From the documentation on ProtectSystem=
Takes a boolean argument or the special values "full" or "strict". If true, mounts the /usr and the boot loader directories (/boot and /efi) read-only for processes invoked by this unit. If set to "full", the /etc directory is mounted read-only, too. If set to "strict" the entire file system hierarchy is mounted read-only, except for the API file system subtrees /dev, /proc and /sys (protect these directories using PrivateDevices=, ProtectKernelTunables=, ProtectControlGroups=). This setting ensures that any modification of the vendor-supplied operating system (and optionally its configuration, and local mounts) is prohibited for the service. It is recommended to enable this setting for all long-running services, unless they are involved with system updates or need to modify the operating system in other ways. If this option is used, ReadWritePaths= may be used to exclude specific directories from being made read-only. This setting is implied if DynamicUser= is set. This setting cannot ensure protection in all cases. In general it has the same limitations as ReadOnlyPaths=, see below. Defaults to off.

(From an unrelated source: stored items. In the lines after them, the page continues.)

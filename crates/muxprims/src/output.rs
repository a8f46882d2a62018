use std::collections::BTreeMap;
use std::io::IsTerminal;

use clap::ValueEnum;
use comfy_table::{presets::UTF8_FULL, ContentArrangement, Table};
use muxprims_proxy::FileInfo;
use serde::Serialize;

#[derive(Clone, Debug, Copy, ValueEnum)]
pub enum OutputFormat {
    Json,
    Table,
    Pretty,
    Raw,
}

impl OutputFormat {
    pub fn default_for_stdout() -> Self {
        if std::io::stdout().is_terminal() {
            Self::Table
        } else {
            Self::Json
        }
    }
}

/// What `info` reports about a server.
#[derive(Serialize)]
pub struct ServerInfo {
    pub cwd: String,
    pub properties: BTreeMap<String, String>,
    #[serde(skip_serializing_if = "Option::is_none")]
    pub environment: Option<BTreeMap<String, String>>,
}

pub fn print_server_info(info: &ServerInfo, format: OutputFormat) {
    match format {
        OutputFormat::Json => print_json(info),
        OutputFormat::Table => {
            let mut table = Table::new();
            table
                .load_preset(UTF8_FULL)
                .set_content_arrangement(ContentArrangement::Dynamic)
                .set_header(vec!["PROPERTY", "VALUE"])
                .add_row(vec!["cwd".to_string(), info.cwd.clone()]);
            for (key, value) in &info.properties {
                table.add_row(vec![key.clone(), printable(value)]);
            }
            println!("{table}");
            if let Some(env) = &info.environment {
                let mut table = Table::new();
                table
                    .load_preset(UTF8_FULL)
                    .set_content_arrangement(ContentArrangement::Dynamic)
                    .set_header(vec!["VARIABLE", "VALUE"]);
                for (key, value) in env {
                    table.add_row(vec![key.clone(), value.clone()]);
                }
                println!("{table}");
            }
        }
        OutputFormat::Pretty => {
            println!("Server Info:");
            println!("  Working directory: {}", info.cwd);
            for (key, value) in &info.properties {
                println!("  {key:<17}  {}", printable(value));
            }
            if let Some(env) = &info.environment {
                println!("Environment:");
                for (key, value) in env {
                    println!("  {key}={value}");
                }
            }
        }
        OutputFormat::Raw => println!("{}", info.cwd),
    }
}

pub fn print_listing(entries: &[FileInfo], format: OutputFormat) {
    match format {
        OutputFormat::Json => print_json(entries),
        OutputFormat::Table => {
            let mut table = Table::new();
            table
                .load_preset(UTF8_FULL)
                .set_content_arrangement(ContentArrangement::Dynamic)
                .set_header(vec!["NAME", "TYPE", "SIZE", "MODE", "MODIFIED"]);
            for entry in entries {
                table.add_row(vec![
                    display_name(entry),
                    kind(entry).to_string(),
                    entry.length.to_string(),
                    format!("{:04o}", entry.permissions),
                    entry.last_modified.to_string(),
                ]);
            }
            println!("{table}");
        }
        OutputFormat::Pretty => {
            for entry in entries {
                println!(
                    "{:<4} {:04o} {:>12} {}",
                    kind(entry),
                    entry.permissions,
                    entry.length,
                    display_name(entry)
                );
            }
        }
        OutputFormat::Raw => {
            for entry in entries {
                println!("{}", entry.name);
            }
        }
    }
}

fn print_json<T: Serialize + ?Sized>(value: &T) {
    println!(
        "{}",
        serde_json::to_string(value).unwrap_or_else(|_| "{}".to_string())
    );
}

fn kind(entry: &FileInfo) -> &'static str {
    match (entry.symlink, entry.directory) {
        (true, _) => "link",
        (false, true) => "dir",
        (false, false) => "file",
    }
}

fn display_name(entry: &FileInfo) -> String {
    if entry.symlink {
        format!("{} -> {}", entry.name, entry.link_target)
    } else {
        entry.name.clone()
    }
}

/// Line separators and similar control characters, made visible.
fn printable(value: &str) -> String {
    value.escape_debug().to_string()
}

#[cfg(test)]
mod tests {
    use super::*;

    #[test]
    fn entry_kinds() {
        let mut entry = FileInfo {
            name: "x".into(),
            exists: true,
            ..FileInfo::default()
        };
        assert_eq!(kind(&entry), "file");
        entry.directory = true;
        assert_eq!(kind(&entry), "dir");
        entry.symlink = true;
        entry.link_target = "target".into();
        assert_eq!(kind(&entry), "link");
        assert_eq!(display_name(&entry), "x -> target");
    }

    #[test]
    fn control_characters_are_escaped() {
        assert_eq!(printable("\n"), "\\n");
        assert_eq!(printable("/"), "/");
    }
}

To fix it properly, I added now the following line to /lib/systemd/system/logrotate.service:
ReadWritePaths=/usr/local/openresty/nginx/logsThen ProtectSystem=full will mount everything as readonly except the directory where the logs are. Now, the readonly error is gone:
# systemctl daemon-reload && systemctl start logrotate
(completed successfully without output)I assume, I never hit the problem on Ubuntu 18.04 because the hardening options were not yet the defaults. Ubuntu 20.04 has it now, but I don't know in what Ubuntu release they were first introduced.
Nice find to the same problem i was seeing. Editing nginx.conf to log to different directory (eg. the common /var/log/nginx) is an alternative that also works.